Budget is around 1k for the kit. I know there are not much to be had for that amount, thats why I need assistance from the community.
Looking for starter kit or more a beginner kit. Not looking at building my own coils for now, probably would at a later stage.

I see many recommend the iStick pico.
I was looking at getting the Smok Osub Plus, really loved the look and reviews are great. My mind was set at getting this until the Smok AL85 came out and that is now at the top of the list.

Anyone have the AL85 that can share their views?
Are there anything else you would recommend?
I will only be getting it next month(hopefully) or the month after.

Also what's so good about the minikin v2 that everyone raves about them?

Sorry for the long post.

Reagrds

Keanan

Reactions: Like 1


----------



## Monkey.D.Luffy (17/2/17)

The minikin v2 might be out of your budget but for what i know its a great device but not the most pocket friendly. I own a minikin 1.5 boost and im loving it. The battery usage is awesome so you can't go wrong with a minikin if you can get on in your price range 

Sent from my GT-I9500 using Tapatalk

Reactions: Like 1


----------



## Gersh (17/2/17)

I'd say get yourself a "decent" kit from the get go , that way you won't want to (or have to) upgrade a few weeks later. 
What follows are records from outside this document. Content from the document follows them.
//! Dependency graph — load order and parallel levels for units.
//!
//! Nodes are unit names. For every dependency a unit declares, the edge runs
//! provider → consumer, where the provider is the sibling unit advertising a
//! capability of that name. Dependencies satisfied by a registered service
//! add no edge (services are up before any unit loads); dependencies with
//! neither are rejected here, before any setup runs.
//!
//! Ordering is Kahn's algorithm, O(V + E). Levels are longest-path depths
//! computed in one pass over the topological order. Ties are broken by name
//! so the same input always yields the same plan.

use std::collections::{BTreeMap, BTreeSet, HashMap, VecDeque};

use crate::core::error::LoaderError;

/// Units that may be set up concurrently.
pub type Level = BTreeSet<String>;

#[derive(Debug, Clone, Default)]
pub struct DependencyGraph {
    /// unit → declared dependency names
    nodes: BTreeMap<String, BTreeSet<String>>,
    /// capability → providing unit
    providers: BTreeMap<String, String>,
    /// Names of pre-registered services.
    services: BTreeSet<String>,
}

impl DependencyGraph {
    pub fn new() -> Self {
        Self::default()
    }

    /// Add a unit node with the names of the dependencies it requires.
    pub fn register<I, S>(&mut self, unit: &str, dependencies: I) -> Result<(), LoaderError>
    where
        I: IntoIterator<Item = S>,
        S: Into<String>,
    {
        if self.nodes.contains_key(unit) {
            return Err(LoaderError::DuplicateUnit(unit.to_string()));
        }
        let deps = dependencies.into_iter().map(Into::into).collect();
        self.nodes.insert(unit.to_string(), deps);
        Ok(())
    }

    /// Record that `unit` advertises `capability`.
    pub fn register_provider(&mut self, unit: &str, capability: &str) -> Result<(), LoaderError> {
        match self.providers.get(capability) {
            Some(existing) if existing != unit => Err(LoaderError::AmbiguousProvider {
                capability: capability.to_string(),
                first: existing.clone(),
                second: unit.to_string(),
            }),
            Some(_) => Ok(()),
            None => {
                self.providers.insert(capability.to_string(), unit.to_string());
                Ok(())
            }
        }
    }

    /// Record a pre-registered service that can satisfy dependencies by name.
    pub fn register_service(&mut self, name: &str) {
        self.services.insert(name.to_string());
    }

    /// The sibling unit providing `capability`, if any.
    pub fn provider_of(&self, capability: &str) -> Option<&str> {
        self.providers.get(capability).map(String::as_str)
    }

    pub fn len(&self) -> usize {
        self.nodes.len()
    }

    pub fn is_empty(&self) -> bool {
        self.nodes.is_empty()
    }

    /// Unit-to-unit prerequisites of every node (provider names).
    ///
    /// Fails on the first dependency that neither a sibling nor a service satisfies.
    fn prerequisites(&self) -> Result<BTreeMap<&str, BTreeSet<&str>>, LoaderError> {
        let mut prereqs = BTreeMap::new();
        for (unit, deps) in &self.nodes {
            let mut set = BTreeSet::new();
            for dep in deps {
                if let Some(provider) = self.providers.get(dep) {
                    set.insert(provider.as_str());
                } else if !self.services.contains(dep) {
                    return Err(LoaderError::MissingDependency {
                        unit: unit.clone(),
                        dependency: dep.clone(),
                    });
                }
            }
            prereqs.insert(unit.as_str(), set);
        }
        Ok(prereqs)
    }

    /// Topological order of all units: every provider precedes its consumers.
    pub fn resolve_order(&self) -> Result<Vec<String>, LoaderError> {
        let prereqs = self.prerequisites()?;

        let mut consumers: HashMap<&str, Vec<&str>> = HashMap::new();
        let mut in_degree: BTreeMap<&str, usize> = BTreeMap::new();
        for (&unit, deps) in &prereqs {
            in_degree.insert(unit, deps.len());
            for &p in deps {
                consumers.entry(p).or_default().push(unit);
            }
        }

        let mut ready: VecDeque<&str> = in_degree
            .iter()
            .filter(|&(_, &d)| d == 0)
            .map(|(&u, _)| u)
            .collect();
        let mut order = Vec::with_capacity(in_degree.len());

        while let Some(unit) = ready.pop_front() {
            order.push(unit.to_string());
            // `prereqs` iterates in name order, so each consumer list is sorted.
            for &c in consumers.get(unit).map(Vec::as_slice).unwrap_or_default() {
                if let Some(d) = in_degree.get_mut(c) {
                    *d -= 1;
                    if *d == 0 {
                        ready.push_back(c);
                    }
                }
            }
        }

        if order.len() < in_degree.len() {
            let stuck: BTreeSet<&str> = in_degree
                .iter()
                .filter(|&(_, &d)| d > 0)
                .map(|(&u, _)| u)
                .collect();
            let units = trim_to_cycles(stuck, &prereqs)
                .into_iter()
                .map(str::to_string)
                .collect();
            return Err(LoaderError::CycleDetected { units });
        }
        Ok(order)
    }

    /// Partition a topological `order` into levels.
    ///
    /// A unit's level is the length of the longest prerequisite chain leading
    /// to it, so everything in level `n` depends only on levels `< n`.
    pub fn group_by_level(&self, order: &[String]) -> Result<Vec<Level>, LoaderError> {
        let prereqs = self.prerequisites()?;
        let mut depth: HashMap<&str, usize> = HashMap::with_capacity(order.len());
        let mut levels: Vec<Level> = Vec::new();

        for unit in order {
            let Some(deps) = prereqs.get(unit.as_str()) else {
                return Err(LoaderError::unit_not_found(unit));
            };
            let mut d = 0;
            for &p in deps {
                let Some(&pd) = depth.get(p) else {
                    return Err(LoaderError::InvalidOrder {
                        unit: unit.clone(),
                        prerequisite: p.to_string(),
                    });
                };
                d = d.max(pd + 1);
            }
            depth.insert(unit.as_str(), d);
            if levels.len() <= d {
                levels.resize_with(d + 1, Level::new);
            }
            levels[d].insert(unit.clone());
        }
        Ok(levels)
    }

    /// Convenience: order then levels.
    pub fn levels(&self) -> Result<Vec<Level>, LoaderError> {
        let order = self.resolve_order()?;
        self.group_by_level(&order)
    }
}

/// Drop nodes that merely sit downstream of a cycle, leaving the members
/// (and any nodes trapped between cycles).
fn trim_to_cycles<'a>(
    mut stuck: BTreeSet<&'a str>,
    prereqs: &BTreeMap<&'a str, BTreeSet<&'a str>>,
) -> Vec<&'a str> {
    loop {
        let sinks: Vec<&str> = stuck
            .iter()
            .copied()
            .filter(|&u| {
                !stuck
                    .iter()
                    .any(|&other| prereqs.get(other).is_some_and(|p| p.contains(u)))
            })
            .collect();
        if sinks.is_empty() {
            return stuck.into_iter().collect();
        }
        for s in sinks {
            stuck.remove(s);
        }
    }
}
Seeing as though you have time , go and have a look around on what suits you best and what is more comfortable in your hand , be it heavier , lighter , bigger or smaller devices. Look at getting a tank that uses cheap coils (eleaf is the cheapest I think) if you know you on a budget. 

Maybe get a mod that will not give you overhang on bigger tanks (like my tarot pro) . That's currently my issue, anything bigger than 22mm has slight overhang, thought it wouldnt bother me but it has , now I need to upgrade to a different mod 2 months later. Urgh. 

I'm getting a v2 soon simply because of the way it feels in the hand, its heavier and most tanks look good on it as well. 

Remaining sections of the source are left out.